GOAL OF THE EXERCISE: Nothing but an exact copy of the records is expected here.

········

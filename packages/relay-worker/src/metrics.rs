//! Lock-free pool metrics (spec §3).

use std::sync::atomic::{AtomicI64, AtomicU32, AtomicU64, Ordering};

/// Atomic counters for the worker pool. All updates are lock-free.
#[derive(Debug, Default)]
pub struct Metrics {
    processed: AtomicU64,
    failed: AtomicU64,
    dropped: AtomicU64,
    retried: AtomicU64,
    queue_size: AtomicU32,
    priority_queue_size: AtomicU32,
    /// Exponentially smoothed average processing time, in milliseconds,
    /// stored as a fixed-point integer (scaled by 1000) so it can live in an
    /// atomic without a lock. `new = (9*old + sample)/10`.
    avg_processing_ms_x1000: AtomicI64,
}

#[derive(Debug, Clone, Copy, PartialEq)]
pub struct MetricsSnapshot {
    pub processed: u64,
    pub failed: u64,
    pub dropped: u64,
    pub retried: u64,
    pub queue_size: u32,
    pub priority_queue_size: u32,
    pub avg_processing_ms: f64,
}

impl Metrics {
    pub fn new() -> Self {
        Self::default()
    }

    pub fn record_processed(&self, duration_ms: u64) {
        self.processed.fetch_add(1, Ordering::Relaxed);
        self.update_avg(duration_ms);
    }

    pub fn record_failed(&self) {
        self.failed.fetch_add(1, Ordering::Relaxed);
    }

    pub fn record_dropped(&self) {
        self.dropped.fetch_add(1, Ordering::Relaxed);
    }

    pub fn record_retried(&self) {
        self.retried.fetch_add(1, Ordering::Relaxed);
    }

    pub fn incr_queue_size(&self) {
        self.queue_size.fetch_add(1, Ordering::Relaxed);
    }

    pub fn decr_queue_size(&self) {
        self.queue_size.fetch_sub(1, Ordering::Relaxed);
    }

    pub fn incr_priority_queue_size(&self) {
        self.priority_queue_size.fetch_add(1, Ordering::Relaxed);
    }

    pub fn decr_priority_queue_size(&self) {
        self.priority_queue_size.fetch_sub(1, Ordering::Relaxed);
    }

    fn update_avg(&self, sample_ms: u64) {
        let sample = (sample_ms as i64) * 1000;
        let _ = self
            .avg_processing_ms_x1000
            .fetch_update(Ordering::Relaxed, Ordering::Relaxed, |old| {
                Some((9 * old + sample) / 10)
            });
    }

    pub fn snapshot(&self) -> MetricsSnapshot {
        MetricsSnapshot {
            processed: self.processed.load(Ordering::Relaxed),
            failed: self.failed.load(Ordering::Relaxed),
            dropped: self.dropped.load(Ordering::Relaxed),
            retried: self.retried.load(Ordering::Relaxed),
            queue_size: self.queue_size.load(Ordering::Relaxed),
            priority_queue_size: self.priority_queue_size.load(Ordering::Relaxed),
            avg_processing_ms: self.avg_processing_ms_x1000.load(Ordering::Relaxed) as f64 / 1000.0,
        }
    }
}

#[cfg(test)]
mod tests {
    use super::*;

    #[test]
    fn ema_converges_toward_sample() {
        let m = Metrics::new();
        for _ in 0..200 {
            m.record_processed(100);
        }
        let snap = m.snapshot();
        assert!((snap.avg_processing_ms - 100.0).abs() < 0.5);
        assert_eq!(snap.processed, 200);
    }

    #[test]
    fn counters_are_independent() {
        let m = Metrics::new();
        m.record_failed();
        m.record_dropped();
        m.record_retried();
        let snap = m.snapshot();
        assert_eq!(snap.failed, 1);
        assert_eq!(snap.dropped, 1);
        assert_eq!(snap.retried, 1);
        assert_eq!(snap.processed, 0);
    }

    #[test]
    fn queue_size_tracks_incr_decr() {
        let m = Metrics::new();
        m.incr_queue_size();
        m.incr_queue_size();
        m.decr_queue_size();
        assert_eq!(m.snapshot().queue_size, 1);
    }
}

········

ANSWER FOR THE TASK:
filename packages/relay-worker/src/metrics.rs
//! Lock-free pool metrics (spec §3).

use std::sync::atomic::{AtomicI64, AtomicU32, AtomicU64, Ordering};

/// Atomic counters for the worker pool. All updates are lock-free.
#[derive(Debug, Default)]
pub struct Metrics {
    processed: AtomicU64,
    failed: AtomicU64,
    dropped: AtomicU64,
    retried: AtomicU64,
    queue_size: AtomicU32,
    priority_queue_size: AtomicU32,
    /// Exponentially smoothed average processing time, in milliseconds,
    /// stored as a fixed-point integer (scaled by 1000) so it can live in an
    /// atomic without a lock. `new = (9*old + sample)/10`.
    avg_processing_ms_x1000: AtomicI64,
}

#[derive(Debug, Clone, Copy, PartialEq)]
pub struct MetricsSnapshot {
    pub processed: u64,
    pub failed: u64,
    pub dropped: u64,
    pub retried: u64,
    pub queue_size: u32,
    pub priority_queue_size: u32,
    pub avg_processing_ms: f64,
}

impl Metrics {
    pub fn new() -> Self {
        Self::default()
    }

    pub fn record_processed(&self, duration_ms: u64) {
        self.processed.fetch_add(1, Ordering::Relaxed);
        self.update_avg(duration_ms);
    }

    pub fn record_failed(&self) {
        self.failed.fetch_add(1, Ordering::Relaxed);
    }

    pub fn record_dropped(&self) {
        self.dropped.fetch_add(1, Ordering::Relaxed);
    }

    pub fn record_retried(&self) {
        self.retried.fetch_add(1, Ordering::Relaxed);
    }

    pub fn incr_queue_size(&self) {
        self.queue_size.fetch_add(1, Ordering::Relaxed);
    }

    pub fn decr_queue_size(&self) {
        self.queue_size.fetch_sub(1, Ordering::Relaxed);
    }

    pub fn incr_priority_queue_size(&self) {
        self.priority_queue_size.fetch_add(1, Ordering::Relaxed);
    }

    pub fn decr_priority_queue_size(&self) {
        self.priority_queue_size.fetch_sub(1, Ordering::Relaxed);
    }

    fn update_avg(&self, sample_ms: u64) {
        let sample = (sample_ms as i64) * 1000;
        let _ = self
            .avg_processing_ms_x1000
            .fetch_update(Ordering::Relaxed, Ordering::Relaxed, |old| {
                Some((9 * old + sample) / 10)
            });
    }

    pub fn snapshot(&self) -> MetricsSnapshot {
        MetricsSnapshot {
            processed: self.processed.load(Ordering::Relaxed),
            failed: self.failed.load(Ordering::Relaxed),
            dropped: self.dropped.load(Ordering::Relaxed),
            retried: self.retried.load(Ordering::Relaxed),
            queue_size: self.queue_size.load(Ordering::Relaxed),
            priority_queue_size: self.priority_queue_size.load(Ordering::Relaxed),
            avg_processing_ms: self.avg_processing_ms_x1000.load(Ordering::Relaxed) as f64 / 1000.0,
        }
    }
}

#[cfg(test)]
mod tests {
    use super::*;

    #[test]
    fn ema_converges_toward_sample() {
        let m = Metrics::new();
        for _ in 0..200 {
            m.record_processed(100);
        }
        let snap = m.snapshot();
        assert!((snap.avg_processing_ms - 100.0).abs() < 0.5);
        assert_eq!(snap.processed, 200);
    }

    #[test]
    fn counters_are_independent() {
        let m = Metrics::new();
        m.record_failed();
        m.record_dropped();
        m.record_retried();
        let snap = m.snapshot();
        assert_eq!(snap.failed, 1);
        assert_eq!(snap.dropped, 1);
        assert_eq!(snap.retried, 1);
        assert_eq!(snap.processed, 0);
    }

    #[test]
    fn queue_size_tracks_incr_decr() {
        let m = Metrics::new();
        m.incr_queue_size();
        m.incr_queue_size();
        m.decr_queue_size();
        assert_eq!(m.snapshot().queue_size, 1);
    }
}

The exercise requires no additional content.